Since I read and write across all sorts of horror subgenres, this means – as an anthology editor – I’m open to whichever way writers might compose their stories. In my anthology callouts, I stipulate ‘body horror’ as the baseline, but I’ve never stipulated the subgenre. I love variety! Give me historical, futuristic, gothic, psychological, supernatural, paranormal, experimental, splatter, bizarro, whatever the hell you want. As long as your story addresses the central theme and ticks the ‘body horror’ box.

Just write it well. Don’t make me overuse my mental red pen.

 

Why was ‘body horror’ the baseline?

I guess I’m fixated on ‘body horror’ because that is our shared and lived experience; we can only encounter the world through our physical senses. To me, horror is deeply rooted inside the body with our fears and experiences of pain, deformity, illness and death.

By the way, I’ve noticed that some people mistake ‘splatter horror’ for ‘body horror’, but the former is all about extreme violence and attempts to nauseate the reader. I consider ‘splatter’ as a subgenre of ‘body horror’, not its synonym.

 

When you’re selecting stories for an anthology, how do you decide what’s in and what’s out?

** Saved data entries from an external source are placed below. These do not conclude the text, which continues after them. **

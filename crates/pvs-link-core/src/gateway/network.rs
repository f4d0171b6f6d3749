use super::transport::GatewayClient;
use super::SERVER_ERROR;
use crate::error::{FailureKind, Result};
use crate::protocol::records::{
    CellPrimaryCheck, FirewallSettingsConfiguration, GeneralSettings, InterfaceConfiguration,
    NetworkInterface, PingableDevice, PowerProductionSetting, PowerProductionStatus,
    StatusResponse,
};
use crate::protocol::vocabulary::NetworkType;
use crate::protocol::Endpoints;

impl GatewayClient {
    pub async fn renew_dhcp_lease(&self, network: NetworkType) -> Result<StatusResponse> {
        self.get(&Endpoints::dhcp_lease(network), &[])
            .await
            .map_err(|e| e.escalate(SERVER_ERROR, FailureKind::Operation, "Failed to renew DHCP lease"))
    }

    pub async fn release_dhcp_lease(&self, network: NetworkType) -> Result<StatusResponse> {
        self.delete(&Endpoints::dhcp_lease(network))
            .await
            .map_err(|e| e.escalate(SERVER_ERROR, FailureKind::Operation, "Failed to release DHCP lease"))
    }

    pub async fn power_production(&self) -> Result<PowerProductionStatus> {
        self.get(Endpoints::power_production(), &[])
            .await
            .map_err(|e| e.escalate(SERVER_ERROR, FailureKind::Operation, "Failed to get power production"))
    }

    pub async fn set_power_production(&self, setting: &PowerProductionSetting) -> Result<StatusResponse> {
        self.post(Endpoints::power_production(), Some(setting))
            .await
            .map_err(|e| e.escalate(SERVER_ERROR, FailureKind::Operation, "Failed to set power production"))
    }

    /// Start checking whether the cell modem can reach `address` as primary uplink.
    pub async fn check_cell_primary(&self, address: &str) -> Result<StatusResponse> {
        let body = CellPrimaryCheck {
            address: address.to_string(),
        };
        self.post(Endpoints::check_cell_primary(), Some(&body))
            .await
            .map_err(|e| e.escalate(SERVER_ERROR, FailureKind::Operation, "Failed to start cell primary check"))
    }

    /// Errors from this endpoint are passed through as raw HTTP statuses.
    pub async fn interface_config(&self, network: NetworkType) -> Result<InterfaceConfiguration> {
        self.get(&Endpoints::interface_config(network), &[]).await
    }

    pub async fn update_interface_config(
        &self,
        network: NetworkType,
        config: &InterfaceConfiguration,
    ) -> Result<InterfaceConfiguration> {
        self.post(&Endpoints::interface_config(network), Some(config)).await
    }

    pub async fn firewall_settings(&self) -> Result<FirewallSettingsConfiguration> {
        self.get(Endpoints::firewall_settings(), &[])
            .await
            .map_err(|e| e.escalate(SERVER_ERROR, FailureKind::Config, "Failed to get firewall settings"))
    }

    pub async fn update_firewall_settings(
        &self,
        settings: &FirewallSettingsConfiguration,
    ) -> Result<FirewallSettingsConfiguration> {
        self.post(Endpoints::firewall_settings(), Some(settings))
            .await
            .map_err(|e| e.escalate(SERVER_ERROR, FailureKind::Config, "Failed to update firewall settings"))
    }

    pub async fn network_settings(&self) -> Result<GeneralSettings> {
        self.get(Endpoints::network_settings(), &[])
            .await
            .map_err(|e| e.escalate(SERVER_ERROR, FailureKind::Config, "Failed to get network settings"))
    }

    pub async fn update_network_settings(&self, settings: &GeneralSettings) -> Result<GeneralSettings> {
        self.post(Endpoints::network_settings(), Some(settings))
            .await
            .map_err(|e| e.escalate(SERVER_ERROR, FailureKind::Config, "Failed to update network settings"))
    }

    pub async fn network_interfaces(&self) -> Result<Vec<NetworkInterface>> {
        self.get(Endpoints::network_interfaces(), &[])
            .await
            .map_err(|e| e.escalate(SERVER_ERROR, FailureKind::Operation, "Failed to get network interfaces"))
    }

    pub async fn pingable_devices(&self) -> Result<Vec<PingableDevice>> {
        self.get(Endpoints::pingable_devices(), &[])
            .await
            .map_err(|e| e.escalate(SERVER_ERROR, FailureKind::Operation, "Failed to get pingable devices"))
    }
}
//! Uplink interfaces, WiFi scans and P2P pairing.

use std::net::IpAddr;

use serde::{Deserialize, Serialize};

use crate::protocol::schema::{blank_ip, impl_record};
use crate::protocol::vocabulary::{Outcome, ResultKind};

/// State of one uplink (wan, plc, sta0, cell).
#[derive(Debug, Clone, PartialEq, Eq, Default, Serialize, Deserialize)]
pub struct Interface {
    #[serde(default, skip_serializing_if = "Option::is_none")]
    pub ssid: Option<String>,
    #[serde(default, skip_serializing_if = "Option::is_none")]
    pub status: Option<String>,
    #[serde(default, skip_serializing_if = "Option::is_none")]
    pub pairing: Option<String>,
    #[serde(default, skip_serializing_if = "Option::is_none")]
    pub speed: Option<i64>,
    /// Only reported for the cell interface.
    #[serde(default, skip_serializing_if = "Option::is_none")]
    pub is_primary: Option<bool>,
    #[serde(default, skip_serializing_if = "Option::is_none")]
    pub link: Option<String>,
    #[serde(default, skip_serializing_if = "Option::is_none")]
    pub interface: Option<String>,
    #[serde(default, skip_serializing_if = "Option::is_none")]
    pub internet: Option<String>,
    #[serde(
        default,
        deserialize_with = "blank_ip::deserialize",
        skip_serializing_if = "Option::is_none"
    )]
    pub ipaddr: Option<IpAddr>,
    #[serde(default, skip_serializing_if = "Option::is_none")]
    pub mode: Option<String>,
    #[serde(default, skip_serializing_if = "Option::is_none")]
    pub modem: Option<String>,
    #[serde(default, skip_serializing_if = "Option::is_none")]
    pub sms: Option<String>,
    #[serde(default, skip_serializing_if = "Option::is_none")]
    pub state: Option<String>,
}

/// Which interface currently carries traffic.
#[derive(Debug, Clone, PartialEq, Eq, Default, Serialize, Deserialize)]
pub struct CommSystem {
    #[serde(default, skip_serializing_if = "Option::is_none")]
    pub interface: Option<String>,
    #[serde(default, skip_serializing_if = "Option::is_none")]
    pub internet: Option<String>,
    #[serde(default, skip_serializing_if = "Option::is_none")]
    pub sms: Option<String>,
}

#[derive(Debug, Clone, PartialEq, Eq, Default, Serialize, Deserialize)]
pub struct NetworkStatus {
    #[serde(default, skip_serializing_if = "Option::is_none")]
    pub interfaces: Option<Vec<Interface>>,
    #[serde(default, skip_serializing_if = "Option::is_none")]
    pub system: Option<CommSystem>,
    /// Gateway clock, seconds since the epoch as a string.
    #[serde(default, skip_serializing_if = "Option::is_none")]
    pub ts: Option<String>,
}

#[derive(Debug, Clone, PartialEq, Eq, Default, Serialize, Deserialize)]
pub struct CommunicationsInterfaces {
    #[serde(default, skip_serializing_if = "Option::is_none")]
    pub result: Option<Outcome>,
    #[serde(default, skip_serializing_if = "Option::is_none")]
    pub networkstatus: Option<NetworkStatus>,
}

/// A WiFi network seen during a scan.
#[derive(Debug, Clone, PartialEq, Eq, Default, Serialize, Deserialize)]
pub struct AccessPoint {
    #[serde(default, skip_serializing_if = "Option::is_none")]
    pub attributes: Option<String>,
    #[serde(default, skip_serializing_if = "Option::is_none")]
    pub bssid: Option<String>,
    #[serde(default, skip_serializing_if = "Option::is_none")]
    pub channel: Option<String>,
    #[serde(default, skip_serializing_if = "Option::is_none")]
    pub frequency: Option<String>,
    #[serde(default, skip_serializing_if = "Option::is_none")]
    pub rssi: Option<String>,
    #[serde(default, skip_serializing_if = "Option::is_none")]
    pub ssid: Option<String>,
}

#[derive(Debug, Clone, PartialEq, Eq, Default, Serialize, Deserialize)]
pub struct CommunicationAp {
    #[serde(default, skip_serializing_if = "Option::is_none")]
    pub aps: Option<Vec<AccessPoint>>,
    #[serde(default, skip_serializing_if = "Option::is_none")]
    pub result: Option<ResultKind>,
}

#[derive(Debug, Clone, PartialEq, Eq, Default, Serialize, Deserialize)]
pub struct P2pPairingInfo {
    #[serde(default, skip_serializing_if = "Option::is_none")]
    pub client_name: Option<String>,
    #[serde(default, skip_serializing_if = "Option::is_none")]
    pub fingerprint: Option<String>,
}

#[derive(Debug, Clone, PartialEq, Eq, Default, Serialize, Deserialize)]
pub struct P2pPairMessage {
    #[serde(default, skip_serializing_if = "Option::is_none")]
    pub message: Option<String>,
}

#[derive(Debug, Clone, PartialEq, Eq, Default, Serialize, Deserialize)]
pub struct P2pClientPaired {
    #[serde(default, skip_serializing_if = "Option::is_none")]
    pub status: Option<i64>,
    #[serde(default, skip_serializing_if = "Option::is_none")]
    pub body: Option<P2pPairMessage>,
}

#[derive(Debug, Clone, PartialEq, Eq, Serialize, Deserialize)]
pub struct P2pPairRequest {
    pub client_name: String,
}

impl_record!(
    Interface,
    CommSystem,
    NetworkStatus,
    CommunicationsInterfaces,
    AccessPoint,
    CommunicationAp,
    P2pPairingInfo,
    P2pPairMessage,
    P2pClientPaired,
    P2pPairRequest,
);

This is the fourth anthology I’ve edited, so I have a system that works well for me. I read every submission more than once. Then, using a spreadsheet, I input information like word count, subgenre, logline, my initial thoughts, and whether my first editorial instinct is YES, NO, or MAYBE. Towards the end of the submission period, the MAYBE column becomes important. Which MAYBE stories might fill crucial gaps in the Table of Contents, and best hang together with the YES stories to create a more cohesive, satisfying whole? Figuring that out is, to me, one of the most important decisions an anthology editor can make.

For Spawn 2, I picked three MAYBE stories to round out the reader’s experience. (And I’ll never tell which stories they were!)

 

Can you tell us a bit more about what you’re looking for when you make the final selection from the shortlist?

Let’s assume that the story fits the thematic brief and is within the word count range.

Firstly, I’m a stickler for grammar. Without it, your story has a steep mountain to climb.

Secondly, I need the plot to make sense. Even if the story is set in another dimension, galaxy or reality, the rules of that setting need to be consistent.

Thirdly, the characters’ actions must also make sense. I consider plot and character to be essentially the same thing – as in, the characters’ actions and reactions decide what happens in the story – therefore, the plot can’t be at odds with character motivations.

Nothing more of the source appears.